The Self-Righteous Idolatry of the Anti-Zionist Rabbi
On Yom Kippur these enlightened Chicagoans and their pied piper were basking in their own moral superiority
On March 30, Rabbi Brant Rosen of Tzedek Chicago, a synagogue on the heimish North Side of the city, made the unusual announcement that his congregation had “just voted to adopt anti-Zionism as a core value.” The proclamation arrived within days of 11 murders in a wave of terrorist attacks across Israel. On April 7, three more Israelis were killed on Dizengoff Street in the heart of Tel Aviv in this new wave of violence. It’s not often that an established synagogue declares its antipathy against the Jewish state as a core part of its identity—but then again, this wasn’t out of step for Rabbi Rosen, who’d been working himself up to this very moment for the better part of the past decade.
As it happens, I’ve known Rabbi Rosen since before “I was a man.” I grew up in Skokie, Illinois, and attended the Jewish Reconstructionist Congregation in neighboring Evanston, where Rabbi Brant held the rabbinate. Back then, he was, I suppose, a kind of liberal Zionist.

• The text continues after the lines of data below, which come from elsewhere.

//! Parsing of the Twitch IRC `emotes` tag.
//!
//! The tag looks like `25:0-4,12-16/1902:6-10`: emote id, then a list of
//! inclusive ranges counted in Unicode code points.

use crate::model::PlatformEmoteOccurrence;

/// Convert an `emotes` tag into byte-range occurrences for `message`.
///
/// Entries that are malformed or fall outside the message are skipped.
/// Output keeps tag order.
pub fn parse_emotes_tag(tag: &str, message: &str) -> Vec<PlatformEmoteOccurrence> {
    let tag = tag.trim();
    if tag.is_empty() {
        return Vec::new();
    }

    // Byte offset of every code point, plus the end of the message.
    let boundaries: Vec<usize> = message
        .char_indices()
        .map(|(i, _)| i)
        .chain(std::iter::once(message.len()))
        .collect();

    let mut out = Vec::new();
    for entry in tag.split('/').filter(|e| !e.is_empty()) {
        let Some((id, ranges)) = entry.split_once(':') else {
            tracing::debug!(entry, "Skipped emote entry without ranges");
            continue;
        };
        if id.is_empty() {
            continue;
        }
        for range in ranges.split(',').filter(|r| !r.is_empty()) {
            match to_byte_range(range, &boundaries) {
                Some((start, end)) => out.push(PlatformEmoteOccurrence::new(id, start, end)),
                None => tracing::debug!(id, range, "Skipped invalid emote range"),
            }
        }
    }
    out
}

fn to_byte_range(range: &str, boundaries: &[usize]) -> Option<(usize, usize)> {
    let (first, last) = range.split_once('-')?;
    let first: usize = first.trim().parse().ok()?;
    let last: usize = last.trim().parse().ok()?;
    if first > last {
        return None;
    }
    let start = *boundaries.get(first)?;
    let end = *boundaries.get(last.checked_add(1)?)?;
    Some((start, end))
}
//! Span resolution: which parts of a message become emote images.
//!
//! Platform occurrences are trusted as located by Twitch. Third-party
//! tokens are found by plain substring search. Candidates from both are
//! merged, sorted by start offset, and swept so that the earliest
//! starting candidate wins any overlap.


use crate::model::{EmoteSource, PlatformEmoteOccurrence, ReplacementSpan, ThirdPartyEmoteToken};
use crate::ResolveError;

/// Produce the sorted, non-overlapping replacement spans for `message`.
///
/// `tokens` are scanned in the order given; pass global tokens before
/// channel tokens (see [`crate::EmoteCatalog::third_party_tokens_for`]).
/// At the same start offset platform candidates sort before third-party
/// ones, and otherwise discovery order is kept.
///
/// Fails only when a platform occurrence does not describe a valid
/// range of `message`.
pub fn resolve_spans(
    message: &str,
    platform: &[PlatformEmoteOccurrence],
    tokens: &[ThirdPartyEmoteToken],
) -> Result<Vec<ReplacementSpan>, ResolveError> {
    let mut candidates = Vec::with_capacity(platform.len());

    for occ in platform {
        validate_range(message, occ)?;
        candidates.push(ReplacementSpan::new(
            occ.start,
            occ.end,
            EmoteSource::Platform,
            occ.id.clone(),
        ));
    }

    for token in tokens {
        collect_token_matches(message, token, &mut candidates);
    }

    // Stable: equal keys keep discovery order.
    candidates.sort_by_key(|span| (span.start, span.source.rank()));

    Ok(sweep(candidates))
}

fn validate_range(message: &str, occ: &PlatformEmoteOccurrence) -> Result<(), ResolveError> {
    let valid = occ.start <= occ.end
        && occ.end <= message.len()
        && message.is_char_boundary(occ.start)
        && message.is_char_boundary(occ.end);
    if valid {
        Ok(())
    } else {
        Err(ResolveError::InvalidRange {
            id: occ.id.clone(),
            start: occ.start,
            end: occ.end,
            len: message.len(),
        })
    }
}

/// Every non-overlapping occurrence of `token.code`, left to right.
fn collect_token_matches(
    message: &str,
    token: &ThirdPartyEmoteToken,
    out: &mut Vec<ReplacementSpan>,
) {
    if token.code.is_empty() {
        return;
    }
    let mut cursor = 0;
    while let Some(offset) = message[cursor..].find(token.code.as_str()) {
        let start = cursor + offset;
        let end = start + token.code.len();
        out.push(ReplacementSpan::new(
            start,
            end,
            EmoteSource::ThirdParty,
            token.id.clone(),
        ));
        cursor = end;
    }
}

/// Keep a candidate only when it starts at or after the end of the last kept one.
fn sweep(candidates: Vec<ReplacementSpan>) -> Vec<ReplacementSpan> {
    let mut kept: Vec<ReplacementSpan> = Vec::with_capacity(candidates.len());
    let mut last_end = 0;
    for span in candidates {
        if span.start == span.end {
            continue;
        }
        if span.start >= last_end {
            last_end = span.end;
            kept.push(span);
        } else {
            tracing::trace!(
                start = span.start,
                end = span.end,
                id = %span.id,
                "Dropped overlapping emote candidate"
            );
        }
    }
    kept
}
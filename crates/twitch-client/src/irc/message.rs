//! IRCv3 line parsing for Twitch chat.

use std::collections::HashMap;

use chat_emotes::UserBadge;

/// A single parsed IRC line.
#[derive(Debug, Clone, PartialEq, Eq, Default)]
pub struct IrcMessage {
    pub tags: HashMap<String, String>,
    /// `nick!user@host` or server name, without the leading `:`.
    pub prefix: Option<String>,
    pub command: String,
    pub params: Vec<String>,
}

impl IrcMessage {
    /// Parse one line. Returns `None` for blank lines or lines without a command.
    pub fn parse(line: &str) -> Option<Self> {
        let mut rest = line.trim_end_matches(['\r', '\n']);
        let mut msg = Self::default();

        if let Some(stripped) = rest.strip_prefix('@') {
            let (raw_tags, after) = stripped.split_once(' ')?;
            msg.tags = parse_tags(raw_tags);
            rest = after.trim_start();
        }

        if let Some(stripped) = rest.strip_prefix(':') {
            let (prefix, after) = stripped.split_once(' ')?;
            msg.prefix = Some(prefix.to_string());
            rest = after.trim_start();
        }

        let (command, mut rest) = match rest.split_once(' ') {
            Some((command, after)) => (command, after),
            None => (rest, ""),
        };
        if command.is_empty() {
            return None;
        }
        msg.command = command.to_ascii_uppercase();

        while !rest.is_empty() {
            if let Some(trailing) = rest.strip_prefix(':') {
                msg.params.push(trailing.to_string());
                break;
            }
            match rest.split_once(' ') {
                Some((param, after)) => {
                    if !param.is_empty() {
                        msg.params.push(param.to_string());
                    }
                    rest = after;
                }
                None => {
                    msg.params.push(rest.to_string());
                    break;
                }
            }
        }

        Some(msg)
    }

    /// Tag value, treating empty values as absent.
    pub fn tag(&self, key: &str) -> Option<&str> {
        self.tags
            .get(key)
            .map(String::as_str)
            .filter(|v| !v.is_empty())
    }

    /// Nick part of the prefix.
    pub fn nick(&self) -> Option<&str> {
        let prefix = self.prefix.as_deref()?;
        let nick = prefix.split_once('!').map_or(prefix, |(nick, _)| nick);
        Some(nick).filter(|n| !n.is_empty())
    }

    pub fn param(&self, index: usize) -> Option<&str> {
        self.params.get(index).map(String::as_str)
    }

    /// Badges from the `badges` tag, in tag order.
    pub fn badges(&self) -> Vec<UserBadge> {
        self.tag("badges").map(parse_badges).unwrap_or_default()
    }
}

/// Parse `subscriber/12,premium/1` into badges.
pub fn parse_badges(raw: &str) -> Vec<UserBadge> {
    raw.split(',')
        .filter_map(|item| {
            let (badge_type, version) = item.split_once('/')?;
            let badge_type = badge_type.trim();
            if badge_type.is_empty() {
                return None;
            }
            Some(UserBadge::new(badge_type, version.trim()))
        })
        .collect()
}

fn parse_tags(raw: &str) -> HashMap<String, String> {
    raw.split(';')
        .filter(|pair| !pair.is_empty())
        .map(|pair| match pair.split_once('=') {
            Some((key, value)) => (key.to_string(), unescape_tag_value(value)),
            None => (pair.to_string(), String::new()),
        })
        .collect()
}

fn unescape_tag_value(value: &str) -> String {
    let mut out = String::with_capacity(value.len());
    let mut chars = value.chars();
    while let Some(c) = chars.next() {
        if c != '\\' {
            out.push(c);
            continue;
        }
        match chars.next() {
            Some(':') => out.push(';'),
            Some('s') => out.push(' '),
            Some('\\') => out.push('\\'),
            Some('r') => out.push('\r'),
            Some('n') => out.push('\n'),
            Some(other) => out.push(other),
            None => {}
        }
    }
    out
}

I didn’t have much of an impression of him, other than that he seemed kind and Jewish. In 2002, when I became a bar mitzvah, Rabbi Brant led the service. In his notes on my d’var (which I recently read again), he seems reasonably sympathetic to Israel.
By the time Rabbi Brant left JRC in 2014, my father and I had heard through the grapevine that he’d become a radical pro-Palestinian activist, and in our family, “Rabbi Brant” became a catchall for a certain kind of Jew we simply could not understand. When I moved back to Chicago this past year, I couldn’t help but go back to the source. I wanted to know: Who are these people? What even is a “non-Zionist” synagogue during the most spiritually elevated time of the year?

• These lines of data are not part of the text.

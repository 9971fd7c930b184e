use axum::{
    http::StatusCode,
    response::{IntoResponse, Response},
    Json,
};
use serde_json::json;
use thiserror::Error;

use crate::converter::ConversionError;
use crate::gemini::ModelError;

/// Application-level error type.
/// Implements `IntoResponse` so Axum handlers can return `Result<T, AppError>`.
#[derive(Debug, Error)]
pub enum AppError {
    #[error("Not found: {0}")]
    NotFound(String),

    #[error("Validation error: {0}")]
    Validation(String),

    /// A required form field was left empty. Nothing was sent to the model.
    #[error("Missing input '{field}': {message}")]
    MissingInput {
        field: &'static str,
        message: &'static str,
    },

    #[error("Conversion error: {0}")]
    Conversion(#[from] ConversionError),

    #[error("LLM error: {0}")]
    Llm(#[from] ModelError),

    /// The upload body exceeded the configured ceiling.
    #[error("Upload exceeds the {limit_bytes} byte limit")]
    PayloadTooLarge { limit_bytes: usize },
}

impl IntoResponse for AppError {
    fn into_response(self) -> Response {
        let (status, code, message) = match &self {
            AppError::NotFound(msg) => (StatusCode::NOT_FOUND, "NOT_FOUND", msg.clone()),
            AppError::Validation(msg) => (StatusCode::BAD_REQUEST, "VALIDATION_ERROR", msg.clone()),
            AppError::MissingInput { field, message } => {
                let body = Json(json!({
                    "error": {
                        "code": "MISSING_INPUT",
                        "field": field,
                        "message": message
                    }
                }));
                return (StatusCode::BAD_REQUEST, body).into_response();
            }
            AppError::Conversion(e) => {
                tracing::error!("Conversion error: {e}");
                (
                    StatusCode::INTERNAL_SERVER_ERROR,
                    "CONVERSION_ERROR",
                    format!("The uploaded resume could not be converted: {e}"),
                )
            }
            AppError::Llm(e) => {
                tracing::error!("LLM error: {e}");
                (
                    StatusCode::BAD_GATEWAY,
                    "LLM_ERROR",
                    "An AI processing error occurred".to_string(),
                )
            }
            AppError::PayloadTooLarge { limit_bytes } => (
                StatusCode::PAYLOAD_TOO_LARGE,
                "PAYLOAD_TOO_LARGE",
                format!(
                    "The file is too large; uploads are limited to {} MB",
                    limit_bytes / (1024 * 1024)
                ),
            ),
        };

        let body = Json(json!({
            "error": {
                "code": code,
                "message": message
            }
        }));

        (status, body).into_response()
    }
}
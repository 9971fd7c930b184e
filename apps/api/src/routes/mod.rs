pub mod health;
pub mod ui;

use axum::{
    extract::DefaultBodyLimit,
    routing::{get, post, put},
    Router,
};

use crate::analysis::handlers::handle_analyze;
use crate::session::handlers;
use crate::state::AppState;

pub fn build_router(state: AppState) -> Router {
    let upload_limit = state.config.max_upload_bytes;

    Router::new()
        .route("/", get(ui::index))
        .route("/health", get(health::health_handler))
        .route("/api/v1/sessions", post(handlers::handle_create_session))
        .route(
            "/api/v1/sessions/:id",
            get(handlers::handle_get_session).delete(handlers::handle_end_session),
        )
        .route(
            "/api/v1/sessions/:id/resume",
            put(handlers::handle_upload_resume),
        )
        .route("/api/v1/sessions/:id/analyze", post(handle_analyze))
        .layer(DefaultBodyLimit::max(upload_limit))
        .with_state(state)
}
use crate::analysis::Analyzer;
use crate::config::Config;
use crate::session::SessionStore;

/// Shared application state injected into all route handlers via Axum extractors.
#[derive(Clone)]
pub struct AppState {
    pub sessions: SessionStore,
    /// Converter plus model client. The model is an `Arc<dyn GenerativeModel>`
    /// so tests can script its replies.
    pub analyzer: Analyzer,
    pub config: Config,
}
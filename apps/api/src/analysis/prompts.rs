// Fixed instructions sent ahead of the page image and the job description,
// plus the user-facing messages of the analysis flow.

/// "Tell Me About the Resume": strengths and weaknesses narrative.
pub const EVALUATION_PROMPT: &str = "
You are an experienced Technical Human Resource Manager.
Review the resume against the job description and provide strengths and weaknesses.
";

/// "Get Keywords": structured skill extraction. The model is asked for JSON only.
pub const KEYWORDS_PROMPT: &str = r#"
As an expert ATS scanner, identify skills required from the job description.
Return JSON only in this format:
{ "Technical Skills": [], "Analytical Skills": [], "Soft Skills": [] }
"#;

/// "Percentage Match": score, missing keywords and closing remarks.
pub const PERCENTAGE_MATCH_PROMPT: &str = "
Evaluate the resume against the job description.
Return:
1) Percentage match
2) Missing keywords
3) Final thoughts
";

pub const QUOTA_WARNING: &str =
    "⚠️ Gemini API quota exceeded. Please wait a few seconds and try again.";

pub const SKILLS_FAILURE: &str = "Could not extract skills. Please try again.";

pub const JOB_DESCRIPTION_WARNING: &str = "Please enter a job description.";

pub const RESUME_WARNING: &str = "Please upload a resume.";
/// Gemini client: the single point of entry for all hosted-model calls.
///
/// No other module may talk to the Generative Language API directly.
/// Model: models/gemini-flash-latest (hardcoded, free-tier friendly)
use std::time::Duration;

use async_trait::async_trait;
use reqwest::{Client, StatusCode};
use serde::{Deserialize, Serialize};
use thiserror::Error;
use tracing::{debug, warn};

use crate::converter::PageImage;

/// The model used for every analysis.
pub const MODEL: &str = "models/gemini-flash-latest";
/// Sampling temperature sent with every request. No token limits are set.
pub const TEMPERATURE: f32 = 0.2;
const CONNECT_TIMEOUT: Duration = Duration::from_secs(30);
const QUOTA_STATUS: &str = "RESOURCE_EXHAUSTED";

#[derive(Debug, Error)]
pub enum ModelError {
    #[error("HTTP error: {0}")]
    Http(#[from] reqwest::Error),

    #[error("Quota exhausted: {0}")]
    QuotaExhausted(String),

    #[error("API error (status {status}): {message}")]
    Api { status: u16, message: String },

    #[error("Model returned no text content")]
    EmptyContent,
}

impl ModelError {
    pub fn is_quota_exhausted(&self) -> bool {
        matches!(self, ModelError::QuotaExhausted(_))
    }
}

/// A hosted multimodal model that answers an instruction about a page image
/// and a job description with text.
///
/// Carried in `Analyzer` as `Arc<dyn GenerativeModel>` so tests can swap it.
#[async_trait]
pub trait GenerativeModel: Send + Sync {
    async fn generate(
        &self,
        instruction: &str,
        image: &PageImage,
        job_description: &str,
    ) -> Result<String, ModelError>;
}

// ────────────────────────────────────────────────────────────────────────────
// Wire types
// ────────────────────────────────────────────────────────────────────────────

#[derive(Debug, Serialize)]
#[serde(rename_all = "camelCase")]
struct GenerateContentRequest<'a> {
    contents: Vec<Content<'a>>,
    generation_config: GenerationConfig,
}

#[derive(Debug, Serialize)]
struct Content<'a> {
    role: &'a str,
    parts: Vec<Part<'a>>,
}

#[derive(Debug, Serialize)]
#[serde(untagged)]
enum Part<'a> {
    Text {
        text: &'a str,
    },
    InlineData {
        #[serde(rename = "inlineData")]
        inline_data: Blob<'a>,
    },
}

#[derive(Debug, Serialize)]
#[serde(rename_all = "camelCase")]
struct Blob<'a> {
    mime_type: &'a str,
    data: &'a str,
}

#[derive(Debug, Serialize)]
struct GenerationConfig {
    temperature: f32,
}

#[derive(Debug, Deserialize)]
#[serde(rename_all = "camelCase")]
pub struct GenerateContentResponse {
    #[serde(default)]
    pub candidates: Vec<Candidate>,
    pub usage_metadata: Option<UsageMetadata>,
}

#[derive(Debug, Deserialize)]
#[serde(rename_all = "camelCase")]
pub struct Candidate {
    pub content: Option<CandidateContent>,
    pub finish_reason: Option<String>,
}

#[derive(Debug, Deserialize)]
pub struct CandidateContent {
    #[serde(default)]
    pub parts: Vec<ResponsePart>,
}

#[derive(Debug, Deserialize)]
pub struct ResponsePart {
    pub text: Option<String>,
}

#[derive(Debug, Deserialize)]
#[serde(rename_all = "camelCase")]
pub struct UsageMetadata {
    pub prompt_token_count: Option<u32>,
    pub candidates_token_count: Option<u32>,
}

impl GenerateContentResponse {
    /// Concatenates the text parts of the first candidate.
    pub fn text(&self) -> Option<String> {
        let parts = &self.candidates.first()?.content.as_ref()?.parts;
        let text: String = parts.iter().filter_map(|p| p.text.as_deref()).collect();
        if parts.iter().all(|p| p.text.is_none()) {
            None
        } else {
            Some(text)
        }
    }
}

#[derive(Debug, Deserialize)]
struct GoogleError {
    error: GoogleErrorBody,
}

#[derive(Debug, Deserialize)]
struct GoogleErrorBody {
    #[serde(default)]
    message: String,
    #[serde(default)]
    status: String,
}

// ────────────────────────────────────────────────────────────────────────────
// Client
// ────────────────────────────────────────────────────────────────────────────

/// Wraps the `generateContent` endpoint. One request per call, no retries.
#[derive(Clone)]
pub struct GeminiClient {
    client: Client,
    api_base: String,
    api_key: String,
}

impl GeminiClient {
    pub fn new(api_base: impl Into<String>, api_key: String) -> Result<Self, ModelError> {
        Ok(Self {
            client: Client::builder().connect_timeout(CONNECT_TIMEOUT).build()?,
            api_base: api_base.into(),
            api_key,
        })
    }

    fn endpoint(&self) -> String {
        format!(
            "{}/v1beta/{}:generateContent",
            self.api_base.trim_end_matches('/'),
            MODEL
        )
    }

    /// Sends the three-part payload and returns the decoded response.
    pub async fn generate_content(
        &self,
        instruction: &str,
        image: &PageImage,
        job_description: &str,
    ) -> Result<GenerateContentResponse, ModelError> {
        let request_body = GenerateContentRequest {
            contents: vec![Content {
                role: "user",
                parts: vec![
                    Part::Text { text: instruction },
                    Part::InlineData {
                        inline_data: Blob {
                            mime_type: &image.mime_type,
                            data: &image.data,
                        },
                    },
                    Part::Text {
                        text: job_description,
                    },
                ],
            }],
            generation_config: GenerationConfig {
                temperature: TEMPERATURE,
            },
        };

        let response = self
            .client
            .post(self.endpoint())
            .header("x-goog-api-key", &self.api_key)
            .json(&request_body)
            .send()
            .await?;

        let status = response.status();
        if !status.is_success() {
            let body = response.text().await.unwrap_or_default();
            return Err(classify_failure(status, body));
        }

        let body: GenerateContentResponse = response.json().await?;
        if let Some(usage) = &body.usage_metadata {
            debug!(
                "Gemini call succeeded: prompt_tokens={:?}, candidate_tokens={:?}",
                usage.prompt_token_count, usage.candidates_token_count
            );
        }
        Ok(body)
    }
}

fn classify_failure(status: StatusCode, body: String) -> ModelError {
    let parsed = serde_json::from_str::<GoogleError>(&body).ok();
    let is_quota = status == StatusCode::TOO_MANY_REQUESTS
        || parsed.as_ref().is_some_and(|e| e.error.status == QUOTA_STATUS);
    let message = parsed.map(|e| e.error.message).unwrap_or(body);

    if is_quota {
        warn!("Gemini quota exhausted ({status}): {message}");
        ModelError::QuotaExhausted(message)
    } else {
        ModelError::Api {
            status: status.as_u16(),
            message,
        }
    }
}

#[async_trait]
impl GenerativeModel for GeminiClient {
    async fn generate(
        &self,
        instruction: &str,
        image: &PageImage,
        job_description: &str,
    ) -> Result<String, ModelError> {
        let response = self
            .generate_content(instruction, image, job_description)
            .await?;
        response.text().ok_or_else(|| {
            let reason = response
                .candidates
                .first()
                .and_then(|c| c.finish_reason.clone())
                .unwrap_or_else(|| "no candidates".to_string());
            warn!("Gemini returned no text (finish reason: {reason})");
            ModelError::EmptyContent
        })
    }
}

To try to find the answer, I attended Tzedek’s 2021 High Holidays services over Zoom.
The High Holidays are my favorite time of year. They feel meaningful and personal in a way that no other holidays, religious or secular, do. Wherever I am in relation to my Judaism, I know that sometime in September or October, I will be called to assess my soul, no matter how brutal the accounting. In his opening remarks on Rosh Hashanah, it seemed Rabbi Rosen was on a similar path. “The High Holidays at its core allows us to step out of time, to reboot in a sense to affirm that we would start anew, to look back and look forward,” he said. “It’s this liminal in-between time that is inherently sacred time, and it’s also a time to think seriously about how we are accountable to one another and what we owe to each other and what we owe to the world.”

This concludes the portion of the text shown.